I had previously thought putIfAbsent was convenience method for calling containsKey followed by a put on a HashMap. But after running a benchmark putIfAbsent is significantly faster than using containsKey followed by Put. I looked at the java.util source code to try and see how this is possible but it's a bit too cryptic for me to figure out. Does anyone know internally how putIfAbsent seems to work in a better time complexity? Thats my assumption based on running a few code tests in which my code ran 50% faster when using putIfAbsent. It seems to avoid calling a get() but how?

Example

if(!map.containsKey(x)){
     map.put(x,someValue);
}

VS

map.putIfAbsent(x,somevalue)

Java Source Code for Hashmap.putIfAbsent

@Override
public V putIfAbsent(K key, V value) {
    return putVal(hash(key), key, value, true, true);
}

final V putVal(int hash, K key, V value, boolean onlyIfAbsent,
               boolean evict) {
    Node<K,V>[] tab; Node<K,V> p; int n, i;
    if ((tab = table) == null || (n = tab.length) == 0)
        n = (tab = resize()).length;
    if ((p = tab[i = (n - 1) & hash]) == null)
        tab[i] = newNode(hash, key, value, null);
    else {
        Node<K,V> e; K k;
        if (p.hash == hash &&
            ((k = p.key) == key || (key != null && key.equals(k))))
            e = p;
        else if (p instanceof TreeNode)
            e = ((TreeNode<K,V>)p).putTreeVal(this, tab, hash, key, value);
        else {
            for (int binCount = 0; ; ++binCount) {
                if ((e = p.next) == null) {
                    p.next = newNode(hash, key, value, null);
                    if (binCount >= TREEIFY_THRESHOLD - 1) // -1 for 1st
                        treeifyBin(tab, hash);
                    break;
                }
                if (e.hash == hash &&
                    ((k = e.key) == key || (key != null && key.equals(k))))
                    break;
                p = e;
            }
        }
        if (e != null) { // existing mapping for key
            V oldValue = e.value;
            if (!onlyIfAbsent || oldValue == null)
                e.value = value;
            afterNodeAccess(e);
            return oldValue;
        }
    }
    ++modCount;
    if (++size > threshold)
        resize();
    afterNodeInsertion(evict);
    return null;
}

Answer 1

The HashMap implementation of putIfAbsent searches for the key just once, and if it doesn't find the key, it puts the value in the relevant bin (which was already located). That's what putVal does.

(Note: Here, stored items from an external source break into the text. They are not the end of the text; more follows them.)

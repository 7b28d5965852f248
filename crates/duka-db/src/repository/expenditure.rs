//! # Expenditure Repository
//!
//! Database operations for expenditures (money going out).
//!
//! Expenditures are append-only entries: category, amount, when the
//! money left. The report queries subtract them from sales over the
//! same window to produce the dashboard's net figures.

use chrono::{DateTime, Utc};
use sqlx::SqlitePool;
use tracing::debug;
use uuid::Uuid;

use crate::error::DbResult;
use duka_core::{validation, CoreError, Expenditure, ExpenditureCategory, Money};

/// Input for recording an expenditure.
///
/// `spent_at` defaults to now; set it to backdate an entry.
#[derive(Debug, Clone, Default)]
pub struct NewExpenditure {
    pub category: ExpenditureCategory,
    pub description: Option<String>,
    pub amount_cents: i64,
    pub spent_at: Option<DateTime<Utc>>,
}

/// Repository for expenditure database operations.
#[derive(Debug, Clone)]
pub struct ExpenditureRepository {
    pool: SqlitePool,
}

impl ExpenditureRepository {
    /// Creates a new ExpenditureRepository.
    pub fn new(pool: SqlitePool) -> Self {
        ExpenditureRepository { pool }
    }

    /// Records an expenditure.
    pub async fn create(&self, new: NewExpenditure) -> DbResult<Expenditure> {
        validation::validate_amount_cents(new.amount_cents).map_err(CoreError::from)?;

        let now = Utc::now();
        let expenditure = Expenditure {
            id: Uuid::new_v4().to_string(),
            category: new.category,
            description: new.description,
            amount_cents: new.amount_cents,
            spent_at: new.spent_at.unwrap_or(now),
            created_at: now,
        };

        debug!(
            id = %expenditure.id,
            amount = %expenditure.amount(),
            "Recording expenditure"
        );

        sqlx::query(
            r#"
            INSERT INTO expenditures (id, category, description, amount_cents, spent_at, created_at)
            VALUES (?1, ?2, ?3, ?4, ?5, ?6)
            "#,
        )
        .bind(&expenditure.id)
        .bind(expenditure.category)
        .bind(&expenditure.description)
        .bind(expenditure.amount_cents)
        .bind(expenditure.spent_at)
        .bind(expenditure.created_at)
        .execute(&self.pool)
        .await?;

        Ok(expenditure)
    }

    /// Gets an expenditure by ID.
    pub async fn get_by_id(&self, id: &str) -> DbResult<Option<Expenditure>> {
        let expenditure = sqlx::query_as::<_, Expenditure>(
            r#"
            SELECT id, category, description, amount_cents, spent_at, created_at
            FROM expenditures
            WHERE id = ?1
            "#,
        )
        .bind(id)
        .fetch_optional(&self.pool)
        .await?;

        Ok(expenditure)
    }

    /// Lists expenditures spent in `[from, to)`, newest first.
    pub async fn list_between(
        &self,
        from: DateTime<Utc>,
        to: DateTime<Utc>,
    ) -> DbResult<Vec<Expenditure>> {
        let expenditures = sqlx::query_as::<_, Expenditure>(
            r#"
            SELECT id, category, description, amount_cents, spent_at, created_at
            FROM expenditures
            WHERE spent_at >= ?1 AND spent_at < ?2
            ORDER BY spent_at DESC
            "#,
        )
        .bind(from)
        .bind(to)
        .fetch_all(&self.pool)
        .await?;

        Ok(expenditures)
    }

    /// Sums expenditures spent in `[from, to)`.
    pub async fn total_between(&self, from: DateTime<Utc>, to: DateTime<Utc>) -> DbResult<Money> {
        let cents: i64 = sqlx::query_scalar(
            r#"
            SELECT COALESCE(SUM(amount_cents), 0)
            FROM expenditures
            WHERE spent_at >= ?1 AND spent_at < ?2
            "#,
        )
        .bind(from)
        .bind(to)
        .fetch_one(&self.pool)
        .await?;

        Ok(Money::from_cents(cents))
    }
}

// =============================================================================
// Unit Tests
// =============================================================================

On the other hand, using map.containsKey(x) followed by map.put(x,someValue) performs two lookups for the key in the Map, which takes more time.

Note that put also calls putVal (put calls putVal(hash(key), key, value, false, true) while putIfAbsent calls putVal(hash(key), key, value, true, true)), so putIfAbsent has the same performance as calling just put, which is faster than calling both containsKey and put.

Answer 2

See Eran's answer... I'd like to also answer it more succinctly. put and putIfAbsent both use the same helper method putVal. But clients using put can't take advantage of its many parameters that allow put-if-present behavior. The public method putIfAbsent exposes this. So using putIfAbsent has the same underlying time complexity as the put you are already going to use in conjunction with containsKey. The use of containsKey then becomes a waste.

So the core of this is that private function putVal is being used by both put and putIfAbsent.